I went back to the orphanage on Sunday and a new, three-week-old baby had arrived in my absence. It’s heartbreakingly tiny, and makes the other ten-week-old baby look massive. I’ve also been teaching at the school and monastery all week, and after my last monastery class yesterday I joined in with the chanting. It’s a very relaxing atmosphere, though quite surreal when all the monks bow into their laps, simultaneously muffling their voices. I was getting into the chanting when I noticed one of the kids has eleven toes, and my attention was lost. After an hour of counting and re-counting I took Parshant and Madhap to see Transformers in a surprisingly good cinema. In fact, with the good image and sound quality, comfy seats with cup holders and wailing toddlers I could have been in any cinema in the UK – that is until I looked to the empty seat on my right, where a rat was enjoying the flick. After this we went for a late dinner in Baneshwor then walked home. Parshant and Madhap were telling me all about Dasain (the month-long festival) and I’m quite disappointed that I won’t be here. On Fulpati, the seventh day, every household sacrifices a goat; they behead it with an authentic Gurkha sword then slice it straight down the middle. There are also buffalo sacrifices in the main Durbar square and many businesses make sacrifices to ensure a successful following year (Nepal Airways sacrifice a goat on the wing of each of their planes). When we got home we watched England get stuffed by India in the cricket, though Yuvraj’s maximum over was still great to see.

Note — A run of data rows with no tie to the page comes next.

use std::collections::BTreeMap;
use std::fs;
use std::path::PathBuf;
use std::time::Duration;

use camino::Utf8PathBuf;
use serde::{Deserialize, Serialize};

use crate::cache::default_namespace_ttls;
use crate::domain::SourceName;
use crate::error::IngestError;
use crate::http::{BreakerPolicy, HttpSettings, RetryPolicy};
use crate::processor::ProcessorConfig;
use crate::scoring::ScoringSettings;

pub const DEFAULT_CONFIG_FILE: &str = "genevidence.json";

#[derive(Debug, Default, Deserialize, Serialize)]
pub struct Config {
    #[serde(default)]
    pub schema_version: Option<u32>,
    #[serde(default)]
    pub data_dir: Option<String>,
    #[serde(default)]
    pub http: HttpSection,
    #[serde(default)]
    pub cache: CacheSection,
    #[serde(default)]
    pub processor: ProcessorSection,
    #[serde(default)]
    pub scoring: ScoringSection,
    #[serde(default)]
    pub sources: Vec<SourceEntry>,
}

#[derive(Debug, Default, Deserialize, Serialize)]
pub struct HttpSection {
    #[serde(default)]
    pub timeout_secs: Option<u64>,
    #[serde(default)]
    pub user_agent: Option<String>,
    #[serde(default)]
    pub max_attempts: Option<u32>,
    #[serde(default)]
    pub base_delay_ms: Option<u64>,
    #[serde(default)]
    pub max_delay_secs: Option<u64>,
    #[serde(default)]
    pub retry_statuses: Option<Vec<u16>>,
    #[serde(default)]
    pub breaker_threshold: Option<u32>,
    #[serde(default)]
    pub breaker_window_secs: Option<u64>,
    #[serde(default)]
    pub breaker_cooldown_secs: Option<u64>,
}

#[derive(Debug, Default, Deserialize, Serialize)]
pub struct CacheSection {
    #[serde(default)]
    pub root: Option<String>,
    #[serde(default)]
    pub tier1_capacity: Option<usize>,
    #[serde(default)]
    pub default_ttl_secs: Option<u64>,
    /// Per-namespace overrides, in seconds.
    #[serde(default)]
    pub ttl_secs: BTreeMap<String, u64>,
}

#[derive(Debug, Default, Deserialize, Serialize)]
pub struct ProcessorSection {
    #[serde(default)]
    pub chunk_size: Option<usize>,
    #[serde(default)]
    pub max_buffer_bytes: Option<usize>,
    #[serde(default)]
    pub memory_ceiling_bytes: Option<u64>,
    #[serde(default)]
    pub max_pages: Option<u32>,
    #[serde(default)]
    pub duplicate_run_threshold: Option<usize>,
}

#[derive(Debug, Default, Deserialize, Serialize)]
pub struct ScoringSection {
    #[serde(default)]
    pub min_recompute_interval_secs: Option<u64>,
}

#[derive(Debug, Deserialize, Serialize)]
#[serde(untagged)]
pub enum SourceEntry {
    Shorthand(String),
    Detailed(SourceEntryObject),
}

#[derive(Debug, Deserialize, Serialize)]
pub struct SourceEntryObject {
    pub name: String,
    #[serde(default)]
    pub base_url: Option<String>,
    #[serde(default)]
    pub query: Option<Vec<String>>,
    #[serde(default)]
    pub page_size: Option<u32>,
}

/// One enabled source with its query.
#[derive(Debug, Clone, PartialEq, Eq)]
pub struct SourceSettings {
    pub name: SourceName,
    pub base_url: Option<String>,
    pub query: Vec<String>,
    pub page_size: Option<u32>,
}

impl SourceSettings {
    pub fn with_defaults(name: SourceName) -> Self {
        let query = default_query(&name);
        Self {
            name,
            base_url: None,
            query,
            page_size: None,
        }
    }
}

#[derive(Debug, Clone)]
pub struct CacheConfig {
    pub root: Option<Utf8PathBuf>,
    pub tier1_capacity: usize,
    pub default_ttl: Duration,
    pub namespace_ttls: BTreeMap<String, Duration>,
}

#[derive(Debug, Clone)]
pub struct ResolvedConfig {
    pub schema_version: u32,
    pub data_dir: Option<Utf8PathBuf>,
    pub http: HttpSettings,
    pub cache: CacheConfig,
    pub processor: ProcessorConfig,
    pub scoring: ScoringSettings,
    pub sources: Vec<SourceSettings>,
}

impl ResolvedConfig {
    pub fn source(&self, name: &SourceName) -> Result<&SourceSettings, IngestError> {
        self.sources
            .iter()
            .find(|source| &source.name == name)
            .ok_or_else(|| IngestError::UnknownSource(name.to_string()))
    }
}

pub struct ConfigLoader;

impl ConfigLoader {
    pub fn resolve(path: Option<&str>) -> Result<ResolvedConfig, IngestError> {
        let config_path = match path {
            Some(path) => PathBuf::from(path),
            None => PathBuf::from(DEFAULT_CONFIG_FILE),
        };

        if path.is_none() && !config_path.exists() {
            return Err(IngestError::MissingConfig);
        }

        let content = fs::read_to_string(&config_path)
            .map_err(|_| IngestError::ConfigRead(config_path.clone()))?;
        let config: Config = serde_json::from_str(&content)
            .map_err(|err| IngestError::ConfigParse(err.to_string()))?;

        Self::resolve_config(config)
    }

    /// Like [`ConfigLoader::resolve`], but a missing default file yields the
    /// built-in configuration.
    pub fn resolve_or_default(path: Option<&str>) -> Result<ResolvedConfig, IngestError> {
        match Self::resolve(path) {
            Err(IngestError::MissingConfig) => Self::resolve_config(Config::default()),
            other => other,
        }
    }

    pub fn resolve_config(config: Config) -> Result<ResolvedConfig, IngestError> {
        let schema_version = config.schema_version.unwrap_or(1);

        let http_defaults = HttpSettings::default();
        let retry_defaults = RetryPolicy::default();
        let breaker_defaults = BreakerPolicy::default();
        let http = HttpSettings {
            timeout: config
                .http
                .timeout_secs
                .map(Duration::from_secs)
                .unwrap_or(http_defaults.timeout),
            user_agent: config.http.user_agent.unwrap_or(http_defaults.user_agent),
            retry: RetryPolicy {
                max_attempts: config
                    .http
                    .max_attempts
                    .unwrap_or(retry_defaults.max_attempts)
                    .max(1),
                base_delay: config
                    .http
                    .base_delay_ms
                    .map(Duration::from_millis)
                    .unwrap_or(retry_defaults.base_delay),
                max_delay: config
                    .http
                    .max_delay_secs
                    .map(Duration::from_secs)
                    .unwrap_or(retry_defaults.max_delay),
                retry_statuses: config
                    .http
                    .retry_statuses
                    .unwrap_or(retry_defaults.retry_statuses),
            },
            breaker: BreakerPolicy {
                failure_threshold: config
                    .http
                    .breaker_threshold
                    .unwrap_or(breaker_defaults.failure_threshold)
                    .max(1),
                window: config
                    .http
                    .breaker_window_secs
                    .map(Duration::from_secs)
                    .unwrap_or(breaker_defaults.window),
                cooldown: config
                    .http
                    .breaker_cooldown_secs
                    .map(Duration::from_secs)
                    .unwrap_or(breaker_defaults.cooldown),
            },
        };

        let mut namespace_ttls = default_namespace_ttls();
        for (namespace, secs) in config.cache.ttl_secs {
            namespace_ttls.insert(namespace, Duration::from_secs(secs));
        }
        let cache = CacheConfig {
            root: config.cache.root.map(Utf8PathBuf::from),
            tier1_capacity: config.cache.tier1_capacity.unwrap_or(10_000).max(1),
            default_ttl: Duration::from_secs(config.cache.default_ttl_secs.unwrap_or(3600)),
            namespace_ttls,
        };

        let processor_defaults = ProcessorConfig::default();
        let processor = ProcessorConfig {
            chunk_size: config
                .processor
                .chunk_size
                .unwrap_or(processor_defaults.chunk_size)
                .max(1),
            max_buffer_bytes: config
                .processor
                .max_buffer_bytes
                .unwrap_or(processor_defaults.max_buffer_bytes),
            memory_ceiling_bytes: config
                .processor
                .memory_ceiling_bytes
                .or(processor_defaults.memory_ceiling_bytes),
            max_pages: config.processor.max_pages.or(processor_defaults.max_pages),
            duplicate_run_threshold: config
                .processor
                .duplicate_run_threshold
                .unwrap_or(processor_defaults.duplicate_run_threshold)
                .max(1),
        };

        let scoring = ScoringSettings {
            min_interval: config
                .scoring
                .min_recompute_interval_secs
                .map(Duration::from_secs)
                .unwrap_or(ScoringSettings::default().min_interval),
        };

        let sources = if config.sources.is_empty() {
            default_sources()
        } else {
            config
                .sources
                .into_iter()
                .map(|entry| match entry {
                    SourceEntry::Shorthand(value) => Ok(SourceSettings::with_defaults(value.parse()?)),
                    SourceEntry::Detailed(obj) => {
                        let name: SourceName = obj.name.parse()?;
                        Ok(SourceSettings {
                            query: obj.query.unwrap_or_else(|| default_query(&name)),
                            name,
                            base_url: obj.base_url,
                            page_size: obj.page_size,
                        })
                    }
                })
                .collect::<Result<Vec<_>, IngestError>>()?
        };
        for source in &sources {
            if matches!(source.name, SourceName::Other(_)) && source.base_url.is_none() {
                return Err(IngestError::ConfigParse(format!(
                    "source {} needs a base_url",
                    source.name
                )));
            }
        }

        Ok(ResolvedConfig {
            schema_version,
            data_dir: config.data_dir.map(Utf8PathBuf::from),
            http,
            cache,
            processor,
            scoring,
            sources,
        })
    }
}

pub fn default_sources() -> Vec<SourceSettings> {
    [
        SourceName::PubTator,
        SourceName::Hpo,
        SourceName::PanelApp,
        SourceName::StringPpi,
    ]
    .into_iter()
    .map(SourceSettings::with_defaults)
    .collect()
}

pub fn default_query(name: &SourceName) -> Vec<String> {
    match name {
        SourceName::PubTator => vec!["@DISEASE_Kidney_Diseases".to_string()],
        SourceName::Hpo => vec!["HP:0010935".to_string()],
        SourceName::PanelApp => vec![
            "kidney".to_string(),
            "renal".to_string(),
            "nephro".to_string(),
        ],
        SourceName::StringPpi | SourceName::Other(_) => Vec::new(),
    }
}
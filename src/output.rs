use std::io::{self, Write};

use serde::Serialize;

use crate::cache::CacheStats;
use crate::manager::SourceStatus;
use crate::processor::RunSummary;
use crate::scoring::{GeneSummary, RankedGene, ScoreLookup};

#[derive(Debug, Clone, Copy, PartialEq, Eq)]
pub enum OutputMode {
    Text,
    Json,
}

#[derive(Debug, Clone, Serialize)]
pub struct StatusReport {
    pub sources: Vec<SourceStatus>,
    pub genes: usize,
    pub staged: usize,
    pub cache: CacheStats,
}

#[derive(Debug, Clone, Serialize)]
pub struct CacheClearResult {
    pub namespace: String,
    pub removed: usize,
}

#[derive(Debug, Clone, Serialize)]
pub struct TopGenesResult {
    pub source: String,
    pub genes: Vec<RankedGene>,
}

pub struct JsonOutput;

impl JsonOutput {
    pub fn print_summary(result: &RunSummary) -> io::Result<()> {
        Self::print_json(result)
    }

    pub fn print_top_genes(result: &TopGenesResult) -> io::Result<()> {
        Self::print_json(result)
    }

    pub fn print_gene(result: &GeneSummary) -> io::Result<()> {
        Self::print_json(result)
    }

    pub fn print_status(result: &StatusReport) -> io::Result<()> {
        Self::print_json(result)
    }

    pub fn print_cache_clear(result: &CacheClearResult) -> io::Result<()> {
        Self::print_json(result)
    }

    fn print_json<T: Serialize>(value: &T) -> io::Result<()> {
        let json = serde_json::to_string_pretty(value).map_err(io::Error::other)?;
        let mut stdout = io::stdout();
        stdout.write_all(json.as_bytes())?;
        stdout.write_all(b"\n")?;
        Ok(())
    }
}

pub struct TextOutput;

impl TextOutput {
    pub fn print_summary(result: &RunSummary) -> io::Result<()> {
        let mut out = io::stdout().lock();
        writeln!(out, "{} ({}): {}", result.source, result.mode, result.status)?;
        if let Some(cursor) = &result.resumed_from {
            writeln!(out, "  resumed from {cursor}")?;
        }
        if let Some(reason) = &result.restart_reason {
            writeln!(out, "  started over: {reason}")?;
        }
        writeln!(
            out,
            "  pages {}  facts {}  duplicates {}  genes {}",
            result.pages, result.facts, result.duplicates, result.genes_touched
        )?;
        writeln!(
            out,
            "  staged {}  conflicts {}  chunks {}  early flushes {}",
            result.staged, result.conflicts, result.chunks, result.early_flushes
        )?;
        writeln!(out, "  stopped: {:?}", result.stop_reason)?;
        Ok(())
    }

    pub fn print_top_genes(result: &TopGenesResult) -> io::Result<()> {
        let mut out = io::stdout().lock();
        writeln!(out, "top genes for {}", result.source)?;
        for (rank, gene) in result.genes.iter().enumerate() {
            let percentile = gene
                .percentile
                .map(|p| format!("{p:.1}"))
                .unwrap_or_else(|| "n/a".to_string());
            writeln!(
                out,
                "{:>4}. {:<12} {:>10.2}  p{}",
                rank + 1,
                gene.gene_symbol.as_str(),
                gene.value,
                percentile
            )?;
        }
        Ok(())
    }

    pub fn print_gene(result: &GeneSummary) -> io::Result<()> {
        let mut out = io::stdout().lock();
        let symbol = result
            .gene_symbol
            .as_ref()
            .map(|symbol| symbol.to_string())
            .unwrap_or_default();
        writeln!(out, "{} {}", result.gene_id, symbol)?;
        for score in &result.sources {
            let rendered = match &score.lookup {
                ScoreLookup::Ranked { percentile, value } => {
                    format!("p{percentile:.1} (value {value:.2})")
                }
                ScoreLookup::Insufficient { genes } => {
                    format!("not ranked ({genes} gene(s) with evidence)")
                }
                ScoreLookup::NoEvidence => "no evidence".to_string(),
            };
            writeln!(
                out,
                "  {:<12} {:>6} items  {}",
                score.source.as_str(),
                score.evidence_count,
                rendered
            )?;
        }
        match result.overall {
            Some(overall) => writeln!(out, "  overall p{overall:.1}")?,
            None => writeln!(out, "  overall n/a")?,
        }
        Ok(())
    }

    pub fn print_status(result: &StatusReport) -> io::Result<()> {
        let mut out = io::stdout().lock();
        for status in &result.sources {
            match &status.checkpoint {
                Some(checkpoint) => {
                    let cursor = checkpoint
                        .cursor
                        .as_ref()
                        .map(|cursor| cursor.to_string())
                        .unwrap_or_else(|| "done".to_string());
                    writeln!(
                        out,
                        "{:<12} {:<10} {} pages, {} items, next {}",
                        status.source.as_str(),
                        checkpoint.status.to_string(),
                        checkpoint.pages_completed,
                        checkpoint.items_processed,
                        cursor
                    )?;
                    if let Some(error) = &checkpoint.last_error {
                        writeln!(out, "{:<12} last error: {error}", "")?;
                    }
                }
                None => writeln!(out, "{:<12} never run", status.source.as_str())?,
            }
        }
        writeln!(out, "genes {}  staged for review {}", result.genes, result.staged)?;
        Ok(())
    }

    pub fn print_cache_clear(result: &CacheClearResult) -> io::Result<()> {
        writeln!(
            io::stdout(),
            "cleared {} entries from {}",
            result.removed, result.namespace
        )
    }
}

I have also booked my flight to Japan. After a long walk to the airport on Tuesday, where I discovered you cannot buy flights from airlines directly, I went to a travel agent. So, after arriving back in Kathmandu on the 9th October, I fly to Osaka on the 12th. I arrive in the afternoon so will have plenty of time to find a hostel.

So there you go. I leave for Everest very early on Saturday morning for eighteen days and it’s pretty unlikely I’ll be able to post en route. So I bid you adieu until my next (undoubtedly bloody long) entry.

Take care,
Joe x

Sunday 16 September 2007

Chitwan

I’ve decided that this is the laziest country in the world. I have no doubt that people work like slaves in the rice fields and the Pepsi factory, but everyone else seems to spend most of their time watching Indian Idol. I arrived in one of the world’s poorest countries apprehensive about the six-day weeks, but soon discovered that ‘six days’ conveniently translates into ‘as few days as possible’. Strikes, religious holidays and minor occurrences (such as Father's Day) have resulted in multiple days off every week I’ve been here, with two work-free days last week and three this week! Oh, and from October 12th there is a month long Hindu festival, during which the Buddhists – in the name of religious tolerance – have also decided to shun work. In a single calendar year there are over two hundred days where children don’t attend school. That’s six-and-a-half months!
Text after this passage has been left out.